ArgoCD Unknown sync status (ACM 2.16)

Symptom: All ArgoCD applications show “Unknown” sync status in the UI, even though they are healthy and syncing correctly.

Error message:

SchemaError(github.com/stolostron/cluster-lifecycle-api/clusterview/v1alpha1.UserPermission.status): 
unknown model in reference

Cause: MCE ocm-proxyserver publishes aggregated clusterview OpenAPI with a broken UserPermission.status reference. Argo CD cannot load the hub OpenAPI cache, so apps show Unknown / ComparisonError. resourceExclusions alone does not fix this.

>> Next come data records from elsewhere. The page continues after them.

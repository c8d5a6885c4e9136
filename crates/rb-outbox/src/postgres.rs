//! PostgreSQL outbox repository.
//!
//! Same contract and millisecond-integer timestamps as the SQLite backend;
//! id sets are bound as arrays via `= ANY($n)`.

use std::time::Duration;

use anyhow::Result;
use async_trait::async_trait;
use chrono::{DateTime, Utc};
use rb_common::{OutboxItem, OutboxItemType, OutboxStatus};
use sqlx::{PgPool, Row};
use tracing::{debug, info};

use crate::repository::{OutboxRepository, OutboxTableConfig};

const SELECT_COLUMNS: &str =
    "id, message_group, payload, status, retry_count, error_message, created_at, updated_at";

/// PostgreSQL implementation of [`OutboxRepository`].
pub struct PostgresOutboxRepository {
    pool: PgPool,
    table_config: OutboxTableConfig,
}

impl PostgresOutboxRepository {
    pub fn new(pool: PgPool) -> Self {
        Self {
            pool,
            table_config: OutboxTableConfig::default(),
        }
    }

    pub fn with_config(pool: PgPool, table_config: OutboxTableConfig) -> Self {
        Self { pool, table_config }
    }

    pub fn pool(&self) -> &PgPool {
        &self.pool
    }

    /// Producer-side insert helper for tests and tooling.
    pub async fn insert(&self, item: &OutboxItem) -> Result<()> {
        let table = self.table_config.table_for_type(item.item_type);
        let query = format!(
            "INSERT INTO {} (id, type, message_group, payload, status, retry_count, error_message, created_at, updated_at) \
             VALUES ($1, $2, $3, $4, $5, $6, $7, $8, $9)",
            table
        );

        sqlx::query(&query)
            .bind(&item.id)
            .bind(item.item_type.to_string())
            .bind(&item.message_group)
            .bind(&item.payload)
            .bind(item.status.code())
            .bind(item.retry_count)
            .bind(&item.error_message)
            .bind(item.created_at.timestamp_millis())
            .bind(item.updated_at.map(|t| t.timestamp_millis()))
            .execute(&self.pool)
            .await?;

        Ok(())
    }

    fn parse_row(row: &sqlx::postgres::PgRow, item_type: OutboxItemType) -> Result<OutboxItem> {
        let created_at_ts: i64 = row.get("created_at");
        let created_at = DateTime::from_timestamp_millis(created_at_ts)
            .ok_or_else(|| anyhow::anyhow!("Invalid created_at timestamp"))?;

        let updated_at_ts: Option<i64> = row.try_get("updated_at").ok();
        let updated_at = updated_at_ts.and_then(DateTime::from_timestamp_millis);

        let status_code: i32 = row.get("status");

        Ok(OutboxItem {
            id: row.get("id"),
            item_type,
            message_group: row.try_get("message_group").ok(),
            payload: row.get("payload"),
            status: OutboxStatus::from_code(status_code),
            retry_count: row.get::<i32, _>("retry_count"),
            error_message: row.try_get("error_message").ok().flatten(),
            created_at,
            updated_at,
        })
    }

    async fn set_status(
        &self,
        item_type: OutboxItemType,
        ids: Vec<String>,
        status: OutboxStatus,
        error_message: Option<String>,
    ) -> Result<()> {
        if ids.is_empty() {
            return Ok(());
        }

        let table = self.table_config.table_for_type(item_type);
        let now = Utc::now().timestamp_millis();

        let query = format!(
            "UPDATE {} SET status = $1, error_message = $2, updated_at = $3 WHERE id = ANY($4)",
            table
        );

        sqlx::query(&query)
            .bind(status.code())
            .bind(&error_message)
            .bind(now)
            .bind(&ids)
            .execute(&self.pool)
            .await?;

        debug!(table = %table, status = ?status, count = ids.len(), "Marked items with status");
        Ok(())
    }
}

#[async_trait]
impl OutboxRepository for PostgresOutboxRepository {
    async fn fetch_pending(&self, item_type: OutboxItemType, limit: u32) -> Result<Vec<OutboxItem>> {
        let table = self.table_config.table_for_type(item_type);
        let query = format!(
            "SELECT {} FROM {} WHERE status = $1 ORDER BY message_group, created_at, id LIMIT $2",
            SELECT_COLUMNS, table
        );

        let rows = sqlx::query(&query)
            .bind(OutboxStatus::Pending.code())
            .bind(limit as i64)
            .fetch_all(&self.pool)
            .await?;

        let mut items = Vec::with_capacity(rows.len());
        for row in &rows {
            items.push(Self::parse_row(row, item_type)?);
        }

        debug!(table = %table, count = items.len(), "Fetched pending items");
        Ok(items)
    }

    async fn mark_in_progress(&self, item_type: OutboxItemType, ids: Vec<String>) -> Result<()> {
        if ids.is_empty() {
            return Ok(());
        }

        let table = self.table_config.table_for_type(item_type);
        let now = Utc::now().timestamp_millis();

        // Gated on PENDING; see the SQLite backend.
        let query = format!(
            "UPDATE {} SET status = $1, updated_at = $2 WHERE id = ANY($3) AND status = $4",
            table
        );

        sqlx::query(&query)
            .bind(OutboxStatus::InProgress.code())
            .bind(now)
            .bind(&ids)
            .bind(OutboxStatus::Pending.code())
            .execute(&self.pool)
            .await?;

        debug!(table = %table, count = ids.len(), "Marked items as in progress");
        Ok(())
    }

    async fn mark_with_status(
        &self,
        item_type: OutboxItemType,
        ids: Vec<String>,
        status: OutboxStatus,
    ) -> Result<()> {
        self.set_status(item_type, ids, status, None).await
    }

    async fn mark_with_status_and_error(
        &self,
        item_type: OutboxItemType,
        ids: Vec<String>,
        status: OutboxStatus,
        error_message: String,
    ) -> Result<()> {
        self.set_status(item_type, ids, status, Some(error_message))
            .await
    }

    async fn fetch_stuck_items(&self, item_type: OutboxItemType) -> Result<Vec<OutboxItem>> {
        let table = self.table_config.table_for_type(item_type);
        let query = format!(
            "SELECT {} FROM {} WHERE status = $1 ORDER BY created_at",
            SELECT_COLUMNS, table
        );

        let rows = sqlx::query(&query)
            .bind(OutboxStatus::InProgress.code())
            .fetch_all(&self.pool)
            .await?;

        let mut items = Vec::with_capacity(rows.len());
        for row in &rows {
            items.push(Self::parse_row(row, item_type)?);
        }
        Ok(items)
    }

    async fn reset_stuck_items(&self, item_type: OutboxItemType, ids: Vec<String>) -> Result<()> {
        self.reset_recoverable_items(item_type, ids).await
    }

    async fn fetch_recoverable_items(
        &self,
        item_type: OutboxItemType,
        timeout: Duration,
        limit: u32,
    ) -> Result<Vec<OutboxItem>> {
        let table = self.table_config.table_for_type(item_type);
        let cutoff = Utc::now().timestamp_millis() - timeout.as_millis() as i64;

        let query = format!(
            "SELECT {} FROM {} WHERE status = ANY($1) AND updated_at < $2 ORDER BY created_at LIMIT $3",
            SELECT_COLUMNS, table
        );

        let rows = sqlx::query(&query)
            .bind(OutboxStatus::recoverable_codes().to_vec())
            .bind(cutoff)
            .bind(limit as i64)
            .fetch_all(&self.pool)
            .await?;

        let mut items = Vec::with_capacity(rows.len());
        for row in &rows {
            items.push(Self::parse_row(row, item_type)?);
        }
        Ok(items)
    }

    async fn reset_recoverable_items(
        &self,
        item_type: OutboxItemType,
        ids: Vec<String>,
    ) -> Result<()> {
        if ids.is_empty() {
            return Ok(());
        }

        let table = self.table_config.table_for_type(item_type);
        let now = Utc::now().timestamp_millis();

        let query = format!(
            "UPDATE {} SET status = $1, updated_at = $2 WHERE id = ANY($3)",
            table
        );

        sqlx::query(&query)
            .bind(OutboxStatus::Pending.code())
            .bind(now)
            .bind(&ids)
            .execute(&self.pool)
            .await?;

        info!(table = %table, count = ids.len(), "Reset items to pending");
        Ok(())
    }

    async fn increment_retry_count(
        &self,
        item_type: OutboxItemType,
        ids: Vec<String>,
    ) -> Result<()> {
        if ids.is_empty() {
            return Ok(());
        }

        let table = self.table_config.table_for_type(item_type);
        let now = Utc::now().timestamp_millis();

        let query = format!(
            "UPDATE {} SET retry_count = retry_count + 1, status = $1, updated_at = $2 WHERE id = ANY($3)",
            table
        );

        sqlx::query(&query)
            .bind(OutboxStatus::Pending.code())
            .bind(now)
            .bind(&ids)
            .execute(&self.pool)
            .await?;

        debug!(table = %table, count = ids.len(), "Incremented retry count and reset to pending");
        Ok(())
    }

    async fn count_pending(&self, item_type: OutboxItemType) -> Result<u64> {
        let table = self.table_config.table_for_type(item_type);
        let query = format!("SELECT COUNT(*) AS cnt FROM {} WHERE status = $1", table);

        let row = sqlx::query(&query)
            .bind(OutboxStatus::Pending.code())
            .fetch_one(&self.pool)
            .await?;

        let count: i64 = row.get("cnt");
        Ok(count as u64)
    }

    async fn create_schema(&self) -> Result<()> {
        for table in [
            self.table_config.events_table.clone(),
            self.table_config.dispatch_jobs_table.clone(),
        ] {
            let create = format!(
                r#"CREATE TABLE IF NOT EXISTS {} (
                    id TEXT PRIMARY KEY,
                    type TEXT NOT NULL,
                    message_group TEXT,
                    payload TEXT NOT NULL,
                    status INTEGER NOT NULL DEFAULT 0,
                    retry_count INTEGER NOT NULL DEFAULT 0,
                    error_message TEXT,
                    created_at BIGINT NOT NULL,
                    updated_at BIGINT
                )"#,
                table
            );
            sqlx::query(&create).execute(&self.pool).await?;

            let index_name = table.replace('.', "_");
            let poll_index = format!(
                "CREATE INDEX IF NOT EXISTS idx_{}_poll ON {}(status, message_group, created_at)",
                index_name, table
            );
            sqlx::query(&poll_index).execute(&self.pool).await?;

            let recovery_index = format!(
                "CREATE INDEX IF NOT EXISTS idx_{}_recovery ON {}(status, created_at)",
                index_name, table
            );
            sqlx::query(&recovery_index).execute(&self.pool).await?;
        }

        info!(
            events_table = %self.table_config.events_table,
            dispatch_jobs_table = %self.table_config.dispatch_jobs_table,
            "Initialized PostgreSQL outbox schema"
        );

        Ok(())
    }

    fn table_name(&self, item_type: OutboxItemType) -> &str {
        self.table_config.table_for_type(item_type)
    }
}
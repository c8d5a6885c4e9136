//! Outbox poller.
//!
//! One loop on a fixed interval. A tick is skipped when the instance is not
//! primary, when the previous tick is still running, or when the in-flight
//! count leaves no room for a full batch. Fetched rows are bulk-marked
//! IN_PROGRESS and offered to the global buffer without blocking; refused
//! rows stay IN_PROGRESS and are rewound by recovery.
//!
//! The fetch itself takes no row locks. Only the single leader polls, and
//! within one poll the `ORDER BY message_group, created_at, id` clause keeps
//! a group's rows in commit order; across polls, a group's next PENDING row
//! is always younger than everything already fetched for that group.

use std::sync::atomic::{AtomicBool, AtomicU64, Ordering};
use std::sync::Arc;
use std::time::Duration;

use anyhow::Result;
use rb_common::{OutboxItemType, ITEM_TYPES};
use tokio::sync::broadcast;
use tracing::{debug, error, warn};

use crate::buffer::GlobalBuffer;
use crate::metrics::DispatcherMetrics;
use crate::repository::OutboxRepository;

/// Poller configuration.
#[derive(Debug, Clone)]
pub struct PollerConfig {
    pub poll_interval: Duration,
    /// Rows fetched per tick, per item type.
    pub poll_batch_size: u32,
    /// Ceiling on items accepted into the pipeline but not yet terminally
    /// written.
    pub max_in_flight: u64,
}

impl Default for PollerConfig {
    fn default() -> Self {
        Self {
            poll_interval: Duration::from_secs(1),
            poll_batch_size: 100,
            max_in_flight: 1000,
        }
    }
}

/// Periodic outbox poller.
pub struct Poller {
    config: PollerConfig,
    repository: Arc<dyn OutboxRepository>,
    buffer: Arc<GlobalBuffer>,
    in_flight: Arc<AtomicU64>,
    is_primary: Arc<AtomicBool>,
    busy: AtomicBool,
    metrics: Arc<DispatcherMetrics>,
}

impl Poller {
    pub fn new(
        config: PollerConfig,
        repository: Arc<dyn OutboxRepository>,
        buffer: Arc<GlobalBuffer>,
        in_flight: Arc<AtomicU64>,
        is_primary: Arc<AtomicBool>,
        metrics: Arc<DispatcherMetrics>,
    ) -> Self {
        Self {
            config,
            repository,
            buffer,
            in_flight,
            is_primary,
            busy: AtomicBool::new(false),
            metrics,
        }
    }

    /// Poll loop. Runs until the shutdown signal fires. Tick errors are
    /// logged and the loop continues.
    pub async fn run(&self, mut shutdown: broadcast::Receiver<()>) {
        let mut interval = tokio::time::interval(self.config.poll_interval);
        interval.set_missed_tick_behavior(tokio::time::MissedTickBehavior::Skip);

        loop {
            tokio::select! {
                _ = interval.tick() => {}
                _ = shutdown.recv() => break,
            }

            if !self.is_primary.load(Ordering::SeqCst) {
                debug!("Skipping poll: not primary");
                continue;
            }

            // Latch against overlapping ticks.
            if self.busy.swap(true, Ordering::SeqCst) {
                debug!("Skipping poll: previous tick still running");
                continue;
            }

            if let Err(e) = self.poll_once().await {
                error!(error = %e, "Poll tick failed");
            }

            self.busy.store(false, Ordering::SeqCst);
        }

        debug!("Poller stopped");
    }

    /// One tick: both item types, each with its own capacity check.
    pub async fn poll_once(&self) -> Result<()> {
        for item_type in ITEM_TYPES {
            self.poll_type(item_type).await?;
        }
        Ok(())
    }

    async fn poll_type(&self, item_type: OutboxItemType) -> Result<()> {
        let in_flight = self.in_flight.load(Ordering::SeqCst);
        let available = self.config.max_in_flight.saturating_sub(in_flight);
        if available < self.config.poll_batch_size as u64 {
            debug!(
                item_type = %item_type,
                in_flight,
                max_in_flight = self.config.max_in_flight,
                "Skipping poll: insufficient capacity"
            );
            return Ok(());
        }

        let items = self
            .repository
            .fetch_pending(item_type, self.config.poll_batch_size)
            .await?;
        if items.is_empty() {
            return Ok(());
        }

        let ids: Vec<String> = items.iter().map(|i| i.id.clone()).collect();
        self.repository.mark_in_progress(item_type, ids).await?;

        let count = items.len() as u64;
        self.in_flight.fetch_add(count, Ordering::SeqCst);
        self.metrics.items_polled.fetch_add(count, Ordering::Relaxed);

        debug!(item_type = %item_type, count, "Polled pending items");

        let rejected = self.buffer.add_all(items);
        if rejected > 0 {
            self.metrics
                .buffer_rejected
                .fetch_add(rejected as u64, Ordering::Relaxed);
            warn!(
                item_type = %item_type,
                rejected,
                "Global buffer full, refused rows stay IN_PROGRESS until recovery"
            );
        }

        Ok(())
    }
}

Verification: Applications still show Healthy health status and operationState.phase: Succeeded:

# Check actual operation state (should show "Succeeded")
oc get application <app-name> -n openshift-gitops \
  -o jsonpath='{.status.operationState.phase}'

# All apps healthy?
oc get applications -n openshift-gitops -o jsonpath='{range .items[*]}{.metadata.name}: {.status.health.status}{"\n"}{end}' | grep -v Healthy

Automated fix (Git): charts/all/openshift-gitops — acmArgocdOpenapiFix (enabled by default): scales ocm-proxyserver to 0, deletes its APIServices, PostSync Job + CronJob, restarts the application controller.

Manual one-shot:

oc scale deployment/ocm-proxyserver -n multicluster-engine --replicas=0
for name in v1.clusterview.open-cluster-management.io \
  v1alpha1.clusterview.open-cluster-management.io \
  v1beta1.proxy.open-cluster-management.io; do
  oc delete apiservice "$name" --ignore-not-found
done
oc rollout restart statefulset openshift-gitops-application-controller -n openshift-gitops

Note: Pair with acm-operator PostSync to disable cluster-proxy-addon. Success: 0 Unknown apps. Trade-off: clusterview UserPermission via proxy is unavailable; direct spoke APIs and ACM fleet inventory still work.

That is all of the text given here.